A Reflective Framework for Formal Interoperability
Investigators
Project Summary
In practice we find ourselves in constant need of moving back and
forth between different formalizations capturing different aspects of a
system. For example, in a large software system we typically have very
different requirements, such as functional correctness, performance,
real-time behavior, concurrency, security, and fault tolerance, which
correspond to different views of the system and that are typically expressed
in different formal systems. Often these requirements affect each other,
but it can be extremely difficult to reason about their mutual interaction,
and no tools exist to support such reasoning. This situation is very
unsatisfactory, and presents one of the biggest obstacles to the use of
formal methods in software engineering because, given the complexity of
large software systems, it is a fact of life that no single perspective, no
single formalization or level of abstraction suffices to represent a system
and reason about its behavior. We need (meta-)formal methods and tools to
achieve Formal Interoperability, that is, the capacity to move in
a mathematically rigorous way across the different formalizations of a
system, and to use in a rigorously integrated way the different tools
supporting these formalizations.
We will develop new, formal interoperability methodologies and
generic meta-tools that are
expected to achieve dramatic advances in software technology and formal
methods:
-
A general methodology for defining inter-language translations, where
the languages can be architectural description languages (ADLs), formal
specification languages, or programming languages, and where the mappings may
move across these different categories of languages.
- A formal language translation meta-tool that, given formal
specifications for two languages and their mapping will generate an
executable translator tool transforming statements and modules in one
language into their counterparts in the other language.
- A do-it-yourself methodology for generating semi-automatically a
reasonably efficient theorem prover implementation from a meta-logical
specification of the theorem prover's inference system; and for easily
combining different theorem provers defined with this method.
- A general methodology for creating and checking {\em heterogeneous
proof objects} that can certify the correctness of the final result of a
proof effort involving different theorem provers working in a distributed
way.
- A heterogeneous meta-proof checker tool, that, given meta-logical
specifications of several formal systems and their inter-translations will
generate a proof checker for heterogeneous proofs in the combined system.
- A general methodology for endowing formal specification languages and
declarative programming languages with powerful and extensible module
composition mechanisms in a formalism-independent way.

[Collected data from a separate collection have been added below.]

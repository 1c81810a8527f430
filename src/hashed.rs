//! Hash-ordered collections.
//!
//! [`Hashed`] keeps its entries sorted by the hash of their key. A lookup
//! binary-searches the hash and then tries `equals` across the run of entries
//! that share it, so colliding keys cost a linear scan of their run. Keys are
//! not cached with their hash: every step of the search hashes the stored key
//! again, so a lookup costs O(log n) hash computations plus the run scan.
//! Iteration follows hash order, which is stable for a given hasher but
//! otherwise arbitrary.

use std::borrow::Borrow;
use std::fmt;

use crate::config::Config;
use crate::error::CompactError;
use crate::index;
use crate::iter::{IntoIter, Iter, IterMut, Keys, Values, ValuesMut};
use crate::slots::{ItemSlots, OnEqual, PairSlots, SetSlots, Slots};
use crate::strategy::{Equivalence, KeyOf, StdHash};
use crate::window::Direction;

pub struct Hashed<L, S = StdHash> {
    slots: L,
    hasher: S,
}

/// Set of `T` in hash order.
pub type CompactHashSet<T, S = StdHash> = Hashed<SetSlots<T>, S>;

/// Map from `K` to `V` in hash order of the keys.
pub type CompactHashMap<K, V, S = StdHash> = Hashed<PairSlots<K, V>, S>;

/// Values keyed by the part `X` reads out of them, in hash order of the keys.
pub type CompactItemHashMap<V, X, S = StdHash> = Hashed<ItemSlots<V, X>, S>;

fn lookup<L, S, Q>(slots: &L, hasher: &S, key: &Q) -> Result<usize, usize>
where
    L: Slots,
    L::Key: Borrow<Q>,
    S: Equivalence<Q>,
    Q: ?Sized,
{
    let hash = hasher.hash(key);
    index::equals_search(
        slots.len(),
        |i| hash.cmp(&hasher.hash(slots.key(i).borrow())),
        |i| hasher.equals(key, slots.key(i).borrow()),
    )
}

impl<L: Slots, S> Hashed<L, S> {
    #[inline]
    pub fn len(&self) -> usize {
        self.slots.len()
    }

    #[inline]
    pub fn is_empty(&self) -> bool {
        self.slots.len() == 0
    }

    pub fn clear(&mut self) {
        self.slots.clear();
    }

    pub fn capacity(&self) -> usize {
        self.slots.capacity()
    }

    pub fn allocate(&mut self, capacity: usize) {
        self.slots.allocate(capacity);
    }

    pub fn compact(&mut self) {
        self.slots.compact();
    }

    pub fn alignment(&self) -> f32 {
        self.slots.alignment()
    }

    pub fn set_alignment(&mut self, alignment: f32) -> Result<(), CompactError> {
        self.slots.set_alignment(alignment)
    }

    pub fn hasher(&self) -> &S {
        &self.hasher
    }

    pub fn iter(&self) -> Iter<'_, L> {
        Iter::new(&self.slots, 0..self.len(), Direction::Ascending)
    }

    pub fn keys(&self) -> Keys<'_, L> {
        Keys::new(&self.slots, 0..self.len(), Direction::Ascending)
    }

    pub fn values(&self) -> Values<'_, L> {
        Values::new(&self.slots, 0..self.len(), Direction::Ascending)
    }

    fn retain_entries<F>(&mut self, keep: F)
    where
        F: FnMut(&mut L::Entry) -> bool,
    {
        let mut entries = self.slots.drain_all();
        entries.retain_mut(keep);
        self.slots.extend_back(entries);
    }
}

impl<L, S> Hashed<L, S>
where
    L: Slots,
    S: Equivalence<L::Key>,
{
    fn locate<Q>(&self, key: &Q) -> Result<usize, usize>
    where
        L::Key: Borrow<Q>,
        S: Equivalence<Q>,
        Q: ?Sized,
    {
        lookup(&self.slots, &self.hasher, key)
    }

    pub fn contains_key<Q>(&self, key: &Q) -> bool
    where
        L::Key: Borrow<Q>,
        S: Equivalence<Q>,
        Q: ?Sized,
    {
        self.locate(key).is_ok()
    }

    pub fn get<Q>(&self, key: &Q) -> Option<&L::Value>
    where
        L::Key: Borrow<Q>,
        S: Equivalence<Q>,
        Q: ?Sized,
    {
        let index = self.locate(key).ok()?;
        Some(self.slots.value(index))
    }

    pub fn find<Q>(&self, key: &Q) -> Option<L::Item<'_>>
    where
        L::Key: Borrow<Q>,
        S: Equivalence<Q>,
        Q: ?Sized,
    {
        let index = self.locate(key).ok()?;
        Some(self.slots.item(index))
    }

    pub fn remove_entry<Q>(&mut self, key: &Q) -> Option<L::Entry>
    where
        L::Key: Borrow<Q>,
        S: Equivalence<Q>,
        Q: ?Sized,
    {
        let index = self.locate(key).ok()?;
        self.slots.take(index)
    }

    fn put(&mut self, entry: L::Entry) -> Option<L::Entry> {
        match self.locate(self.slots.entry_key(&entry)) {
            Ok(index) => Some(self.slots.replace(index, entry)),
            Err(index) => {
                self.slots.insert(index, entry);
                None
            }
        }
    }

    /// Stores every entry. An entry equal to a stored or an earlier one
    /// replaces it or is dropped as `on_equal` says.
    fn load<I: IntoIterator<Item = L::Entry>>(&mut self, entries: I, on_equal: OnEqual) {
        if !self.is_empty() {
            for entry in entries {
                match self.locate(self.slots.entry_key(&entry)) {
                    Ok(index) => {
                        if on_equal == OnEqual::Replace {
                            self.slots.replace(index, entry);
                        }
                    }
                    Err(index) => self.slots.insert(index, entry),
                }
            }
            return;
        }
        let (slots, hasher) = (&self.slots, &self.hasher);
        let mut hashed: Vec<(u64, L::Entry)> = entries
            .into_iter()
            .map(|entry| (hasher.hash(slots.entry_key(&entry)), entry))
            .collect();
        hashed.sort_by_key(|(hash, _)| *hash);

        let mut sorted: Vec<(u64, L::Entry)> = Vec::with_capacity(hashed.len());
        let mut run = 0;
        for (hash, entry) in hashed {
            if sorted.last().is_none_or(|(last, _)| *last != hash) {
                run = sorted.len();
            }
            let key = slots.entry_key(&entry);
            let equal = sorted[run..]
                .iter()
                .position(|(_, stored)| hasher.equals(slots.entry_key(stored), key));
            match equal {
                Some(offset) => {
                    if on_equal == OnEqual::Replace {
                        sorted[run + offset].1 = entry;
                    }
                }
                None => sorted.push((hash, entry)),
            }
        }
        let entries = sorted.into_iter().map(|(_, entry)| entry).collect();
        self.slots.extend_back(entries);
    }

    /// Moves every entry of `other` into `self`, leaving `other` empty.
    pub fn append(&mut self, other: &mut Self) {
        let entries = other.slots.drain_all();
        self.load(entries, OnEqual::Replace);
    }
}

// --- Set ---

impl<T> Hashed<SetSlots<T>> {
    pub fn new() -> Self {
        Hashed {
            slots: SetSlots::new(),
            hasher: StdHash::default(),
        }
    }
}

impl<T, S: Equivalence<T>> Hashed<SetSlots<T>, S> {
    pub fn with_hasher(hasher: S) -> Self {
        Hashed {
            slots: SetSlots::new(),
            hasher,
        }
    }

    pub fn with_config(config: &Config, hasher: S) -> Result<Self, CompactError> {
        Ok(Hashed {
            slots: SetSlots::with_config(config)?,
            hasher,
        })
    }

    /// Adds `value`; returns `false` and keeps the stored element if an equal
    /// one is present.
    pub fn insert(&mut self, value: T) -> bool {
        match self.locate(&value) {
            Ok(_) => false,
            Err(index) => {
                self.slots.insert(index, value);
                true
            }
        }
    }

    pub fn replace(&mut self, value: T) -> Option<T> {
        self.put(value)
    }

    pub fn contains<Q>(&self, value: &Q) -> bool
    where
        T: Borrow<Q>,
        S: Equivalence<Q>,
        Q: ?Sized,
    {
        self.contains_key(value)
    }

    pub fn remove<Q>(&mut self, value: &Q) -> bool
    where
        T: Borrow<Q>,
        S: Equivalence<Q>,
        Q: ?Sized,
    {
        self.remove_entry(value).is_some()
    }

    pub fn take<Q>(&mut self, value: &Q) -> Option<T>
    where
        T: Borrow<Q>,
        S: Equivalence<Q>,
        Q: ?Sized,
    {
        self.remove_entry(value)
    }

    pub fn retain<F: FnMut(&T) -> bool>(&mut self, mut keep: F) {
        self.retain_entries(|value| keep(value));
    }
}

impl<T, S: Default> Default for Hashed<SetSlots<T>, S> {
    fn default() -> Self {
        Hashed {
            slots: SetSlots::new(),
            hasher: S::default(),
        }
    }
}

impl<T, S: Equivalence<T>> Extend<T> for Hashed<SetSlots<T>, S> {
    fn extend<I: IntoIterator<Item = T>>(&mut self, iter: I) {
        self.load(iter, OnEqual::Keep);
    }
}

impl<T, S: Equivalence<T> + Default> FromIterator<T> for Hashed<SetSlots<T>, S> {
    fn from_iter<I: IntoIterator<Item = T>>(iter: I) -> Self {
        let mut set = Self::default();
        set.load(iter, OnEqual::Keep);
        set
    }
}

impl<T: std::hash::Hash + Eq, const N: usize> From<[T; N]> for Hashed<SetSlots<T>> {
    fn from(items: [T; N]) -> Self {
        items.into_iter().collect()
    }
}

impl<T, S: Equivalence<T>> PartialEq for Hashed<SetSlots<T>, S> {
    fn eq(&self, other: &Self) -> bool {
        self.len() == other.len() && self.iter().all(|value| other.contains(value))
    }
}

impl<T, S: Equivalence<T>> Eq for Hashed<SetSlots<T>, S> {}

// --- Map ---

impl<K, V> Hashed<PairSlots<K, V>> {
    pub fn new() -> Self {
        Hashed {
            slots: PairSlots::new(),
            hasher: StdHash::default(),
        }
    }
}

impl<K, V, S: Equivalence<K>> Hashed<PairSlots<K, V>, S> {
    pub fn with_hasher(hasher: S) -> Self {
        Hashed {
            slots: PairSlots::new(),
            hasher,
        }
    }

    pub fn with_config(config: &Config, hasher: S) -> Result<Self, CompactError> {
        Ok(Hashed {
            slots: PairSlots::with_config(config)?,
            hasher,
        })
    }

    /// Maps `key` to `value`, returning the value it replaced. The stored
    /// key is kept.
    pub fn insert(&mut self, key: K, value: V) -> Option<V> {
        match self.locate(&key) {
            Ok(index) => Some(self.slots.replace_value(index, value)),
            Err(index) => {
                self.slots.insert(index, (key, value));
                None
            }
        }
    }

    pub fn get_key_value<Q>(&self, key: &Q) -> Option<(&K, &V)>
    where
        K: Borrow<Q>,
        S: Equivalence<Q>,
        Q: ?Sized,
    {
        self.find(key)
    }

    pub fn get_mut<Q>(&mut self, key: &Q) -> Option<&mut V>
    where
        K: Borrow<Q>,
        S: Equivalence<Q>,
        Q: ?Sized,
    {
        let index = self.locate(key).ok()?;
        Some(self.slots.value_mut(index))
    }

    pub fn remove<Q>(&mut self, key: &Q) -> Option<V>
    where
        K: Borrow<Q>,
        S: Equivalence<Q>,
        Q: ?Sized,
    {
        self.remove_entry(key).map(|(_, value)| value)
    }

    pub fn iter_mut(&mut self) -> IterMut<'_, K, V> {
        let (keys, values) = self.slots.split_mut();
        IterMut::new(keys, values)
    }

    pub fn values_mut(&mut self) -> ValuesMut<'_, V> {
        ValuesMut::new(self.slots.values_mut())
    }

    pub fn contains_value(&self, value: &V) -> bool
    where
        V: PartialEq,
    {
        self.slots.values().contains(value)
    }

    pub fn retain<F: FnMut(&K, &mut V) -> bool>(&mut self, mut keep: F) {
        self.retain_entries(|(key, value)| keep(key, value));
    }
}

impl<K, V, S: Default> Default for Hashed<PairSlots<K, V>, S> {
    fn default() -> Self {
        Hashed {
            slots: PairSlots::new(),
            hasher: S::default(),
        }
    }
}

impl<K, V, S: Equivalence<K>> Extend<(K, V)> for Hashed<PairSlots<K, V>, S> {
    fn extend<I: IntoIterator<Item = (K, V)>>(&mut self, iter: I) {
        self.load(iter, OnEqual::Replace);
    }
}

impl<K, V, S: Equivalence<K> + Default> FromIterator<(K, V)> for Hashed<PairSlots<K, V>, S> {
    fn from_iter<I: IntoIterator<Item = (K, V)>>(iter: I) -> Self {
        let mut map = Self::default();
        map.load(iter, OnEqual::Replace);
        map
    }
}

impl<K: std::hash::Hash + Eq, V, const N: usize> From<[(K, V); N]> for Hashed<PairSlots<K, V>> {
    fn from(items: [(K, V); N]) -> Self {
        items.into_iter().collect()
    }
}

impl<K, V: PartialEq, S: Equivalence<K>> PartialEq for Hashed<PairSlots<K, V>, S> {
    fn eq(&self, other: &Self) -> bool {
        self.len() == other.len()
            && self
                .iter()
                .all(|(key, value)| other.get(key) == Some(value))
    }
}

impl<K, V: Eq, S: Equivalence<K>> Eq for Hashed<PairSlots<K, V>, S> {}

// --- Self-keyed map ---

impl<V, X: KeyOf<V>> Hashed<ItemSlots<V, X>> {
    pub fn new(extract: X) -> Self {
        Hashed {
            slots: ItemSlots::new(extract),
            hasher: StdHash::default(),
        }
    }
}

impl<V, X, S> Hashed<ItemSlots<V, X>, S>
where
    X: KeyOf<V>,
    S: Equivalence<X::Key>,
{
    pub fn with_hasher(extract: X, hasher: S) -> Self {
        Hashed {
            slots: ItemSlots::new(extract),
            hasher,
        }
    }

    pub fn with_config(config: &Config, extract: X, hasher: S) -> Result<Self, CompactError> {
        Ok(Hashed {
            slots: ItemSlots::with_extractor(config, extract)?,
            hasher,
        })
    }

    /// Stores `value` under its own key, replacing and returning a value with
    /// an equal key.
    pub fn insert(&mut self, value: V) -> Option<V> {
        self.put(value)
    }

    pub fn remove<Q>(&mut self, key: &Q) -> Option<V>
    where
        X::Key: Borrow<Q>,
        S: Equivalence<Q>,
        Q: ?Sized,
    {
        self.remove_entry(key)
    }

    pub fn contains_value(&self, value: &V) -> bool
    where
        V: PartialEq,
    {
        self.slots.as_slice().contains(value)
    }

    pub fn retain<F: FnMut(&V) -> bool>(&mut self, mut keep: F) {
        self.retain_entries(|value| keep(value));
    }

    pub fn extractor(&self) -> &X {
        self.slots.extractor()
    }
}

impl<V, X, S> Extend<V> for Hashed<ItemSlots<V, X>, S>
where
    X: KeyOf<V>,
    S: Equivalence<X::Key>,
{
    fn extend<I: IntoIterator<Item = V>>(&mut self, iter: I) {
        self.load(iter, OnEqual::Replace);
    }
}

impl<V, X, S> FromIterator<V> for Hashed<ItemSlots<V, X>, S>
where
    X: KeyOf<V> + Default,
    S: Equivalence<X::Key> + Default,
{
    fn from_iter<I: IntoIterator<Item = V>>(iter: I) -> Self {
        let mut map = Self::with_hasher(X::default(), S::default());
        map.load(iter, OnEqual::Replace);
        map
    }
}

impl<V: PartialEq, X, S> PartialEq for Hashed<ItemSlots<V, X>, S>
where
    X: KeyOf<V>,
    S: Equivalence<X::Key>,
{
    fn eq(&self, other: &Self) -> bool {
        self.len() == other.len()
            && self
                .iter()
                .all(|(key, value)| other.get(key) == Some(value))
    }
}

impl<V: Eq, X, S> Eq for Hashed<ItemSlots<V, X>, S>
where
    X: KeyOf<V>,
    S: Equivalence<X::Key>,
{
}

// --- Shared impls ---

impl<L: Clone, S: Clone> Clone for Hashed<L, S> {
    fn clone(&self) -> Self {
        Hashed {
            slots: self.slots.clone(),
            hasher: self.hasher.clone(),
        }
    }
}

impl<L: fmt::Debug, S> fmt::Debug for Hashed<L, S> {
    fn fmt(&self, f: &mut fmt::Formatter<'_>) -> fmt::Result {
        self.slots.fmt(f)
    }
}

impl<L: Slots, S> IntoIterator for Hashed<L, S> {
    type Item = L::Entry;
    type IntoIter = IntoIter<L::Entry>;

    fn into_iter(mut self) -> IntoIter<L::Entry> {
        IntoIter::new(self.slots.drain_all())
    }
}

impl<'a, L: Slots, S> IntoIterator for &'a Hashed<L, S> {
    type Item = L::Item<'a>;
    type IntoIter = Iter<'a, L>;

    fn into_iter(self) -> Iter<'a, L> {
        self.iter()
    }
}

- A module calculus meta-tool that, given a logic-based specification or
programming language satisfying reasonable requirements will generate an
executable language extension of it, enjoying powerful and extensible module
composition operations.
- A metaprogramming methodology using modules reified as data, for
reflective adaptation of software modules at runtime that may depend on
changes in their environment.
Other Notes
-
There is work related to hardware verification using our tools and methods
and good potential for it in Maude:
Steven Eker [member of Maude team] phd thesis on verification of graphics
hardware in OBJ.
-
Goguen verification of adders and other hardware in OBJ.
-
Vicky Stavridou and her team at Royal Holloway also used OBJ very extensively
in hardware verification efforts.
-
Maude contains OBJ as a functional sublanguage and executes much faster
than OBJ. We think that Maude has great, but as yet unrealized, potential
for application to hardware verification. In particular, its support
for concurrent objects, which model very naturally hardware components,
complements well the purely equational level (that extends OBJ).
Furthermore, the theorem proving tools that we will be developing under
your program will provide good support for proving inductive properties
of hardware systems.
-
Alex Bronstein phd thesis [under Talcott] using Boyer-Moore prover to
verify synchronous circuits - including an abstract pipelined cpu
-
David Cyrlik phd thesis [under Talcott] using PVS to verify hardware
(for example the DLX processor) -- he developed a new temporal logic
with decidable fragments well suited for hardware verification
and that underlies much of the actual verification activity.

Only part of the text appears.